About 125 miles west of Portland as the crow flies, the streets of Montpelier and other Vermont communities were underwater Tuesday morning. Catastrophic, life-threatening flooding spread through the region late Monday, causing untold damage to homes, businesses and infrastructure.
The deluge in the Northeast is the latest of this summer’s weather-related crises in the United States, closely following well-documented periods of crippling, record-breaking heat and dangerous, smoky air.
Events like these are effective at stirring up national conversation and concern about climate change. The trick, however, is keeping that conversation and that concern up when life appears to be continuing as “normal.”
If people must drown while rescuing dogs and houses must be washed clean off their foundations or burned to their studs in order to spur meaningful focus on climate change – an existential threat taking shape gradually – all hope is lost.
Even when horrifying weather events aren’t dominating news headlines and stoking alarm, our world is warming. Our weather systems are becoming more extreme and less predictable. We are likely more than halfway through the warmest year since instrument records started in the 19th century.
With many roads impassable, Vermont Gov. Phil Scott followed a snowmobile trail to work Tuesday morning. “We are not out of the woods,” Scott said in a news conference, cautioning that the sunshine of Tuesday and Wednesday would be followed by more rain that could not be absorbed by still-saturated ground. “This is nowhere near over, and at this phase our primary focus continues to be on life and safety before we can shift into a recovery phase.”
The phase the U.S. needs to be permanently in, of course, is one of climate change mitigation and resilience.
Despite all of the data and all of the clamor, Tuesday’s extreme flooding in Vermont and New York also exposed the depth of our unpreparedness; as The New York Times reported Tuesday, “the country lacks a comprehensive, current, national precipitation database,” a resource that could inform us about the precise threats posed by torrential rain.
How can this still be?
Easy. Even though “denialism” has mostly receded from view – “… dead,” declared Washington Post columnist Philip Bump in a July 7 column, “immolated in 110-degree heat or asphyxiated on wildfire smoke or drowned in a flash flood” – too many of us, and too many administrative bodies, still regard climate change in the abstract.
Too often it’s an “over there” issue. Maine real estate agents are quick to speak warmly of how attractive housing and land will be here, as places more susceptible to the vagaries of global warming than our state become all but unlivable. The same, of course, might be occasionally said of somewhere like Barre, Vermont, which was among the towns to be submerged in floodwater this week.

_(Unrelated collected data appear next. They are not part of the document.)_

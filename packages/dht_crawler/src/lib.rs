//! Mainline BitTorrent DHT node engine: routing table, transaction manager,
//! message pipeline, iterative lookup engine, and peer/token stores (spec
//! §1-§2). The crates below it (`krpc_encoding`, `tokio_krpc`,
//! `routing_table`) own the wire format, transport, and k-bucket structure
//! respectively; this crate is where they meet a concrete node.

pub mod bootstrap;
pub mod config;
pub mod dispatcher;
pub mod engine;
pub mod errors;
pub mod handlers;
pub mod lookup;
pub mod peer_store;
pub mod persistence;
pub mod token_store;

pub use bootstrap::{Resolver, StaticResolver};
pub use config::NodeConfig;
pub use engine::DhtEngine;
pub use errors::{Error, ErrorKind, Result};
pub use lookup::{Phase, PeerLookupResult};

We’re happy to talk about “climate migrants” of the far-off future and grimly less able to recognize the hard truth: this movement of people and resources is already well under way.
A study just released this week by researchers at Northwestern University for the first time quantified the effects of climate change underground, and what those effects do to civil infrastructure. Heat warps the ground, according to the study, which destabilizes buildings. An “it could be you” message crept into reporting on the study’s findings. “You don’t need to live in Venice to live in a city that is sinking,” the lead researcher said in an interview.
American meteorologists have been using the word “stuck” to describe the weather patterns that have dominated this summer so far. “Stuck” was also used in a Press Herald column by climate scientist Susana Hancock on Tuesday.
“Rapid warming in the north weakens the air current, enabling it to become more wobbly, leading to stalled weather systems,” Hancock explained. “As the Arctic continues to outpace the rate of generalized planetary warming, these persistent jet stream disturbances, and the stuck weather patterns they cause, are likely to be more common.”
Stuck. Common. Not extraordinary. So, at all times, we better act like it.